* WHAT NEEDS TO BE DONE:
Count the lines of the records below that hold the word "when", and give only the number.

>>

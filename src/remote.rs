//! libgit2 integration: credentials, remote callbacks and clone.
//!
//! The negotiator and the progress reporter are plain callbacks here. libgit2
//! owns the retry loop and calls the credential callback again after each
//! rejection. The callback stops answering after the configured number of
//! attempts, and the session's single agent attempt stops it earlier when no
//! credentials were supplied.

use std::cell::RefCell;
use std::io::Write;
use std::path::Path;

use git2::build::{CheckoutBuilder, RepoBuilder};
use git2::{Cred, CredentialType, FetchOptions, Progress, RemoteCallbacks, Repository};

use crate::config::TransferConfig;
use crate::credential::{AllowedTypes, CredentialBackend, CredentialNegotiator, EnvSource};
use crate::errors::AuthError;
use crate::progress::{ProgressReporter, TransferSnapshot};
use crate::session::{AuthRequest, NegotiationSession, strip_userinfo};

/// Backend producing `git2::Cred` objects.
#[derive(Clone, Copy, Debug, Default)]
pub struct Git2Backend;

impl CredentialBackend for Git2Backend {
    type Credential = Cred;

    fn ssh_key_from_agent(&self, username: &str) -> Result<Cred, AuthError> {
        Cred::ssh_key_from_agent(username)
            .map_err(|e| AuthError::AgentUnavailable(e.message().to_string()))
    }

    fn ssh_key(
        &self,
        username: &str,
        public_key: &Path,
        private_key: &Path,
        passphrase: Option<&str>,
    ) -> Result<Cred, AuthError> {
        let public_key = Some(public_key).filter(|p| !p.as_os_str().is_empty());
        Cred::ssh_key(username, public_key, private_key, passphrase)
            .map_err(|e| AuthError::KeyLoadError(e.message().to_string()))
    }

    fn userpass_plaintext(&self, username: &str, password: &str) -> Result<Cred, AuthError> {
        Cred::userpass_plaintext(username, password).map_err(|e| {
            tracing::debug!(error = e.message(), "unable to build plaintext credential");
            AuthError::AllocationFailure
        })
    }
}

impl From<git2::Error> for AuthError {
    fn from(e: git2::Error) -> Self {
        AuthError::TransportError {
            code: e.raw_class() as i32,
            message: e.message().to_string(),
        }
    }
}

impl From<CredentialType> for AllowedTypes {
    fn from(types: CredentialType) -> Self {
        AllowedTypes::from_bits(types.bits())
    }
}

impl From<&Progress<'_>> for TransferSnapshot {
    fn from(stats: &Progress<'_>) -> Self {
        TransferSnapshot::new(
            stats.received_objects() as u64,
            stats.total_objects() as u64,
            stats.received_bytes() as u64,
        )
    }
}

/// Answer one libgit2 credential request, at most `max_attempts` times per session.
///
/// libgit2 re-invokes the callback after every rejection; once the budget is
/// spent the request fails with [`AuthError::UnableToAuthenticate`].
fn answer_credential_request<E: EnvSource>(
    session: &RefCell<NegotiationSession>,
    negotiator: &CredentialNegotiator<Git2Backend, E>,
    attempts: &mut usize,
    max_attempts: usize,
    request: &AuthRequest<'_>,
) -> Result<Cred, AuthError> {
    if *attempts >= max_attempts {
        tracing::warn!(attempts = *attempts, "authentication attempt limit reached");
        return Err(AuthError::UnableToAuthenticate);
    }
    *attempts += 1;
    negotiator.negotiate(&mut session.borrow_mut(), request)
}

/// Callbacks wiring a session into a libgit2 remote operation.
///
/// At most `max_attempts` credentials are produced. Progress lines are only
/// produced when a reporter is given.
pub fn remote_callbacks<'a, E, W>(
    session: &'a RefCell<NegotiationSession>,
    negotiator: &'a CredentialNegotiator<Git2Backend, E>,
    reporter: Option<ProgressReporter<W>>,
    max_attempts: usize,
) -> RemoteCallbacks<'a>
where
    E: EnvSource,
    W: Write + 'a,
{
    let mut callbacks = RemoteCallbacks::new();
    let mut attempts = 0;
    callbacks.credentials(move |url, username_from_url, allowed_types| {
        let request = AuthRequest::new(url, username_from_url, allowed_types.into());
        answer_credential_request(session, negotiator, &mut attempts, max_attempts, &request)
            .map_err(|e| git2::Error::from_str(&e.to_string()))
    });
    if let Some(mut reporter) = reporter {
        callbacks.transfer_progress(move |stats| {
            let snapshot = TransferSnapshot::from(&stats);
            reporter.report(&mut session.borrow_mut().progress, &snapshot);
            true
        });
    }
    callbacks
}

/// Clone `url` into `local_path`, printing progress to stdout when enabled.
pub fn clone(url: &str, local_path: &Path, config: &TransferConfig) -> Result<Repository, AuthError> {
    let negotiator = CredentialNegotiator::new(Git2Backend);
    clone_with(url, local_path, config, &negotiator, ProgressReporter::stdout())
}

/// Clone with an explicit negotiator and progress sink.
pub fn clone_with<E, W>(
    url: &str,
    local_path: &Path,
    config: &TransferConfig,
    negotiator: &CredentialNegotiator<Git2Backend, E>,
    mut reporter: ProgressReporter<W>,
) -> Result<Repository, AuthError>
where
    E: EnvSource,
    W: Write,
{
    let session = RefCell::new(config.session());
    let reporter = if config.show_progress {
        reporter.announce_clone(local_path);
        Some(reporter)
    } else {
        None
    };

    let mut fetch = FetchOptions::new();
    fetch.remote_callbacks(remote_callbacks(
        &session,
        negotiator,
        reporter,
        config.max_auth_attempts,
    ));
    let mut checkout = CheckoutBuilder::new();
    checkout.safe();

    let mut builder = RepoBuilder::new();
    builder.fetch_options(fetch).with_checkout(checkout);
    let repo = builder.clone(url, local_path).map_err(|e| {
        tracing::debug!(url = %strip_userinfo(url), error = %e, "clone failed");
        AuthError::from(e)
    })?;
    tracing::debug!(url = %strip_userinfo(url), path = %local_path.display(), "clone finished");
    Ok(repo)
}

#[cfg(test)]
mod tests {
    use std::collections::HashMap;

    use super::*;
    use crate::credential::CredentialDescription;
    use crate::errors::ErrorKind;

    #[test]
    fn test_allowed_types_from_git2() {
        let allowed = AllowedTypes::from(CredentialType::SSH_KEY | CredentialType::USERNAME);
        assert!(allowed.contains(AllowedTypes::SSH_KEY));
        assert!(allowed.contains(AllowedTypes::USERNAME));
        assert!(!allowed.contains(AllowedTypes::USERPASS_PLAINTEXT));
        assert_eq!(
            AllowedTypes::from(CredentialType::USER_PASS_PLAINTEXT),
            AllowedTypes::USERPASS_PLAINTEXT
        );
    }

    #[test]
    fn test_git2_error_becomes_transport_error() {
        let err = AuthError::from(git2::Error::from_str("boom"));
        assert!(matches!(err, AuthError::TransportError { ref message, .. } if message == "boom"));
        assert!(err.to_string().ends_with(": boom"));
    }

    #[test]
    fn test_userpass_plaintext() {
        assert!(Git2Backend.userpass_plaintext(" ", "abc123").is_ok());
    }

    #[test]
    fn test_userpass_plaintext_failure_is_allocation_failure() {
        let err = Git2Backend.userpass_plaintext("a\0b", "pw").err().unwrap();
        assert_eq!(err.kind(), ErrorKind::AllocationFailure);
    }

    #[test]
    fn test_ssh_key_with_empty_public_key() {
        let cred = Git2Backend
            .ssh_key("git", Path::new(""), Path::new("/home/git/.ssh/id_ed25519"), None)
            .unwrap();
        assert!(cred.has_username());
    }

    #[test]
    fn test_ssh_key_failure_is_key_load_error() {
        let err = Git2Backend
            .ssh_key("git", Path::new("id.pub"), Path::new("id"), Some("pass\0word"))
            .err().unwrap();
        assert_eq!(err.kind(), ErrorKind::KeyLoadError);
    }

    #[test]
    fn test_agent_failure_is_agent_unavailable() {
        let err = Git2Backend.ssh_key_from_agent("git\0user").err().unwrap();
        assert_eq!(err.kind(), ErrorKind::AgentUnavailable);
    }

    #[test]
    fn test_git2_negotiator_spends_agent_once() {
        let negotiator = CredentialNegotiator::with_env(Git2Backend, HashMap::new());
        let mut session = NegotiationSession::default();
        let request = AuthRequest::new("ssh://example.com/r.git", None, AllowedTypes::SSH_KEY);
        assert!(negotiator.negotiate(&mut session, &request).is_ok());
        let err = negotiator.negotiate(&mut session, &request).err().unwrap();
        assert_eq!(err.kind(), ErrorKind::AgentExhausted);
    }

    #[test]
    fn test_credential_requests_bounded_by_max_attempts() {
        let negotiator = CredentialNegotiator::with_env(Git2Backend, HashMap::new());
        let session = RefCell::new(NegotiationSession::new(CredentialDescription::user_pass(
            "bob", "builder",
        )));
        let request =
            AuthRequest::new("https://example.com/r.git", None, AllowedTypes::USERPASS_PLAINTEXT);
        let mut attempts = 0;
        for _ in 0..2 {
            assert!(answer_credential_request(&session, &negotiator, &mut attempts, 2, &request).is_ok());
        }
        let err = answer_credential_request(&session, &negotiator, &mut attempts, 2, &request)
            .err().unwrap();
        assert_eq!(err.kind(), ErrorKind::UnableToAuthenticate);
        assert_eq!(attempts, 2);
    }
}
use serde::{Deserialize, Deserializer, de::Error as _};

use crate::credential::CredentialDescription;
use crate::session::NegotiationSession;

/// Options of one transfer operation (clone, fetch).
#[derive(Deserialize, Debug, Clone)]
#[serde(default)]
pub struct TransferConfig {
    /// Attach the progress reporter and print the clone banner.
    pub show_progress: bool,
    pub credentials: CredentialDescription,
    /// Upper bound on credential offers before the operation gives up.
    #[serde(deserialize_with = "string_or_usize")]
    pub max_auth_attempts: usize,
}

impl Default for TransferConfig {
    fn default() -> Self {
        Self {
            show_progress: false,
            credentials: CredentialDescription::None,
            max_auth_attempts: 16,
        }
    }
}

impl TransferConfig {
    pub fn from_json(json: &str) -> Result<Self, serde_json::Error> {
        serde_json::from_str(json)
    }

    /// Fresh session for one operation using these options.
    pub fn session(&self) -> NegotiationSession {
        NegotiationSession::new(self.credentials.clone())
    }
}

fn string_or_usize<'deserialize, D>(deserializer: D) -> Result<usize, D::Error>
where
    D: Deserializer<'deserialize>,
{
    #[derive(Deserialize)]
    #[serde(untagged)]
    enum StringOrUSize {
        String(String),
        USize(usize),
    }

    match StringOrUSize::deserialize(deserializer)? {
        StringOrUSize::String(v) => v.trim().parse().map_err(D::Error::custom),
        StringOrUSize::USize(v) => Ok(v),
    }
}
impl TableOptions {
    pub fn parse<K: AsRef<str>, V: AsRef<str>>(options: &[(K, V)]) -> FdwResult<Self> {
        let mut out = Self::default();
        for_each_option(OptionScope::Table, options, |option, value| {
            match option {
                FdwOption::TableName => out.table_name = Some(non_empty(option, value)?),
                FdwOption::Query => {
                    validate_remote_query(value)?;
                    out.query = Some(value.trim().trim_end_matches(';').trim().to_string());
                }
                FdwOption::Updatable => out.updatable = Some(parse_bool(option, value)?),
                FdwOption::Truncatable => out.truncatable = Some(parse_bool(option, value)?),
                FdwOption::EstimatedRowCount => {
                    out.estimated_row_count = Some(parse_int(option, value, 0, i64::MAX)? as u64)
                }
                FdwOption::QuoteIdentifier => {
                    out.quote_identifier = Some(parse_bool(option, value)?)
                }
                FdwOption::BatchSize => {
                    out.batch_size = Some(parse_int(option, value, 1, i32::MAX as i64)? as u32)
                }
                other => return Err(FdwError::internal(format!("option {other} not handled"))),
            }
            Ok(())
        })?;

        if out.table_name.is_some() && out.query.is_some() {
            return Err(FdwError::config_with_hint(
                "options table_name and query cannot be used together",
                "use either table_name or query, not both",
            ));
        }
        if out.query.is_some() && out.updatable == Some(true) {
            return Err(FdwError::config(
                "a foreign table defined by a query cannot be updatable",
            ));
        }
        Ok(out)
    }
}

/// Column options
#[derive(Debug, Clone, Default, PartialEq, Serialize, Deserialize)]
pub struct ColumnOptions {
    pub column_name: Option<String>,
    pub quote_identifier: Option<bool>,
    pub implicit_bool_type: bool,
}

impl ColumnOptions {
    pub fn parse<K: AsRef<str>, V: AsRef<str>>(options: &[(K, V)]) -> FdwResult<Self> {
        let mut out = Self::default();
        for_each_option(OptionScope::Column, options, |option, value| {
            match option {
                FdwOption::ColumnName => out.column_name = Some(non_empty(option, value)?),
                FdwOption::QuoteIdentifier => {
                    out.quote_identifier = Some(parse_bool(option, value)?)
                }
                FdwOption::ImplicitBoolType => out.implicit_bool_type = parse_bool(option, value)?,
                other => return Err(FdwError::internal(format!("option {other} not handled"))),
            }
            Ok(())
        })?;
        Ok(out)
    }
}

<<

* SOLUTION:
3